Он подошел к священнику, скинул шапку, не то от почтения, не то от жары, и сказал, как и подобало в таком случае, при начале прилично-горестного разговора с лицом духовного звания.

— Такие-то дела, батюшка… Гляжу я на вас… батюшка…

— Иди ты, знаешь куда… — сказал батюшка тяжелым голосом и прибавил весьма извилистое окончание.

Он чуть не сел в снег.

— Я извиняюсь… Вот так священник, лицо духовного звания и служитель культа.

А служитель культа смотрел на него с томным отвращением. Ему надоело до чертиков повторять каждому, всякому свою историю.

А история его была такая.

Был сперва священник не священник, а прапорщик военного времени как выгнанный из шестого класса духовного училища. Затем угораздило его в белую армию. Таким образом образовалось в биографии темное пятно белого происхождения. При советской власти начал служить конторщиком. Его вышибли.
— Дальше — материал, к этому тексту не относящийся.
//! Recording doubles for the lifecycle's outbound collaborators.

use std::future::{Future, ready};
use std::pin::Pin;
use std::sync::atomic::{AtomicBool, Ordering};
use std::sync::{Arc, Mutex};
use ticketgate_core::{
    ActivityAction, ActivityError, ActivityEvent, ActivityFuture, ActivityRecorder,
    CredentialDelivery, CredentialPayload, DeliveryError,
};

/// Activity recorder that keeps events in memory, oldest first.
#[derive(Debug, Clone, Default)]
pub struct InMemoryActivityRecorder {
    events: Arc<Mutex<Vec<ActivityEvent>>>,
    failing: Arc<AtomicBool>,
}

impl InMemoryActivityRecorder {
    /// Create an empty recorder
    #[must_use]
    pub fn new() -> Self {
        Self::default()
    }

    /// Make every subsequent `record` fail
    pub fn set_failing(&self, failing: bool) {
        self.failing.store(failing, Ordering::SeqCst);
    }

    /// Everything recorded so far
    #[must_use]
    pub fn events(&self) -> Vec<ActivityEvent> {
        self.events.lock().map(|e| e.clone()).unwrap_or_default()
    }

    /// Actions recorded so far, in order
    #[must_use]
    pub fn actions(&self) -> Vec<ActivityAction> {
        self.events().into_iter().map(|e| e.action).collect()
    }
}

impl ActivityRecorder for InMemoryActivityRecorder {
    fn record(&self, event: ActivityEvent) -> ActivityFuture<'_, ()> {
        let result = if self.failing.load(Ordering::SeqCst) {
            Err(ActivityError::Sink("recorder offline".to_string()))
        } else {
            self.events
                .lock()
                .map(|mut events| events.push(event))
                .map_err(|_| ActivityError::Sink("recorder lock poisoned".to_string()))
        };
        Box::pin(ready(result))
    }

    fn recent(&self, limit: usize) -> ActivityFuture<'_, Vec<ActivityEvent>> {
        let result = if self.failing.load(Ordering::SeqCst) {
            Err(ActivityError::Sink("recorder offline".to_string()))
        } else {
            Ok(self.events().into_iter().rev().take(limit).collect())
        };
        Box::pin(ready(result))
    }
}

/// Credential delivery that captures payloads instead of sending them.
#[derive(Debug, Clone, Default)]
pub struct RecordingDelivery {
    payloads: Arc<Mutex<Vec<CredentialPayload>>>,
    failing: Arc<AtomicBool>,
}

impl RecordingDelivery {
    /// Create an empty delivery recorder
    #[must_use]
    pub fn new() -> Self {
        Self::default()
    }

    /// Make every subsequent delivery fail (payloads are still captured)
    pub fn set_failing(&self, failing: bool) {
        self.failing.store(failing, Ordering::SeqCst);
    }

    /// Payloads delivered so far
    #[must_use]
    pub fn payloads(&self) -> Vec<CredentialPayload> {
        self.payloads.lock().map(|p| p.clone()).unwrap_or_default()
    }
}

impl CredentialDelivery for RecordingDelivery {
    fn deliver(
        &self,
        payload: CredentialPayload,
    ) -> Pin<Box<dyn Future<Output = Result<(), DeliveryError>> + Send + '_>> {
        if let Ok(mut payloads) = self.payloads.lock() {
            payloads.push(payload);
        }
        let result = if self.failing.load(Ordering::SeqCst) {
            Err(DeliveryError("mailer offline".to_string()))
        } else {
            Ok(())
        };
        Box::pin(ready(result))
    }
}
//! JSON-file activity trail.
//!
//! The file holds a single JSON array, newest event first, capped at
//! `max_entries`. Writes go to a sibling temp file and are renamed over the
//! original, so a crash never leaves a half-written array behind.

use std::io::ErrorKind;
use std::path::{Path, PathBuf};
use ticketgate_core::{ActivityError, ActivityEvent, ActivityFuture, ActivityRecorder};
use tokio::sync::Mutex;

/// [`ActivityRecorder`] backed by a JSON file.
#[derive(Debug)]
pub struct JsonFileActivityRecorder {
    path: PathBuf,
    max_entries: usize,
    // Serializes read-modify-write cycles within this process.
    lock: Mutex<()>,
}

impl JsonFileActivityRecorder {
    /// Create a recorder for `path`, keeping at most `max_entries` events.
    #[must_use]
    pub fn new(path: impl Into<PathBuf>, max_entries: usize) -> Self {
        Self {
            path: path.into(),
            max_entries: max_entries.max(1),
            lock: Mutex::new(()),
        }
    }

    /// File backing this recorder.
    #[must_use]
    pub fn path(&self) -> &Path {
        &self.path
    }

    async fn read_recent(&self, limit: usize) -> Result<Vec<ActivityEvent>, ActivityError> {
        let _guard = self.lock.lock().await;
        let mut events = self.load().await?;
        events.truncate(limit);
        Ok(events)
    }

    async fn load(&self) -> Result<Vec<ActivityEvent>, ActivityError> {
        match tokio::fs::read(&self.path).await {
            Ok(bytes) if bytes.iter().all(u8::is_ascii_whitespace) => Ok(Vec::new()),
            Ok(bytes) => serde_json::from_slice(&bytes)
                .map_err(|e| {
                    ActivityError::Serialization(format!("{}: {e}", self.path.display()))
                }),
            Err(e) if e.kind() == ErrorKind::NotFound => Ok(Vec::new()),
            Err(e) => Err(ActivityError::Sink(format!("{}: {e}", self.path.display()))),
        }
    }

    async fn append(&self, event: ActivityEvent) -> Result<(), ActivityError> {
        let _guard = self.lock.lock().await;
        let mut events = self.load().await?;
        events.insert(0, event);
        events.truncate(self.max_entries);

        let bytes = serde_json::to_vec_pretty(&events)
            .map_err(|e| ActivityError::Serialization(e.to_string()))?;
        let tmp = self.path.with_extension("json.tmp");
        tokio::fs::write(&tmp, bytes)
            .await
            .map_err(|e| ActivityError::Sink(format!("{}: {e}", tmp.display())))?;
        tokio::fs::rename(&tmp, &self.path)
            .await
            .map_err(|e| ActivityError::Sink(format!("{}: {e}", self.path.display())))
    }
}

impl ActivityRecorder for JsonFileActivityRecorder {
    fn record(&self, event: ActivityEvent) -> ActivityFuture<'_, ()> {
        Box::pin(self.append(event))
    }

    fn recent(&self, limit: usize) -> ActivityFuture<'_, Vec<ActivityEvent>> {
        Box::pin(self.read_recent(limit))
    }
}

#[cfg(test)]
#[allow(clippy::unwrap_used)]
mod tests {
    use super::*;
    use chrono::{Duration, Utc};
    use ticketgate_core::{ActivityAction, Actor, TicketId};
    use uuid::Uuid;

    fn temp_path() -> PathBuf {
        std::env::temp_dir().join(format!("ticketgate-activity-{}.json", Uuid::new_v4()))
    }

    #[tokio::test]
    async fn test_newest_first_and_capped() {
        let path = temp_path();
        let recorder = JsonFileActivityRecorder::new(&path, 2);
        let start = Utc::now();

        for (i, email) in ["a@x.com", "b@x.com", "c@x.com"].iter().enumerate() {
            let at = start + Duration::seconds(i64::try_from(i).unwrap());
            let event = ActivityEvent::new(
                at,
                ActivityAction::PaymentConfirmed,
                *email,
                Actor::System,
                Some(TicketId::new()),
            );
            recorder.record(event).await.unwrap();
        }

        let recent = recorder.recent(10).await.unwrap();
        let subjects: Vec<&str> = recent.iter().map(|e| e.subject.as_str()).collect();
        assert_eq!(subjects, vec!["c@x.com", "b@x.com"]);

        tokio::fs::remove_file(&path).await.unwrap();
    }

    #[tokio::test]
    async fn test_missing_file_reads_as_empty() {
        let recorder = JsonFileActivityRecorder::new(temp_path(), 500);
        assert!(recorder.recent(5).await.unwrap().is_empty());
    }

    #[tokio::test]
    async fn test_corrupt_file_is_reported() {
        let path = temp_path();
        tokio::fs::write(&path, b"{not json").await.unwrap();
        let recorder = JsonFileActivityRecorder::new(&path, 500);
        assert!(matches!(recorder.recent(5).await, Err(ActivityError::Serialization(_))));
        tokio::fs::remove_file(&path).await.unwrap();
    }
}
«Тогда, — рассказывал он следователю, — ничего мне не оставалось, как искать другого места. Раз на государственную службу не берут, пойду служить на частную. А без службы человек существовать не может. Пошел служить в священники. И запутался с кулаками и бабами. Так мне и надо. Хорошо еще, что не шлепнули. Вот, извините, побрился».

Он отошел от священника и подошел к другому своему соседу по нарам, вертлявому.

Вертлявый стоял, прислонясь к стене, всматривался в лес.

Он подошел к вертлявому и, подмигивая на попа, с огорчением заметил:

— До чего священнослужителя довели, до какого светского состояния? А?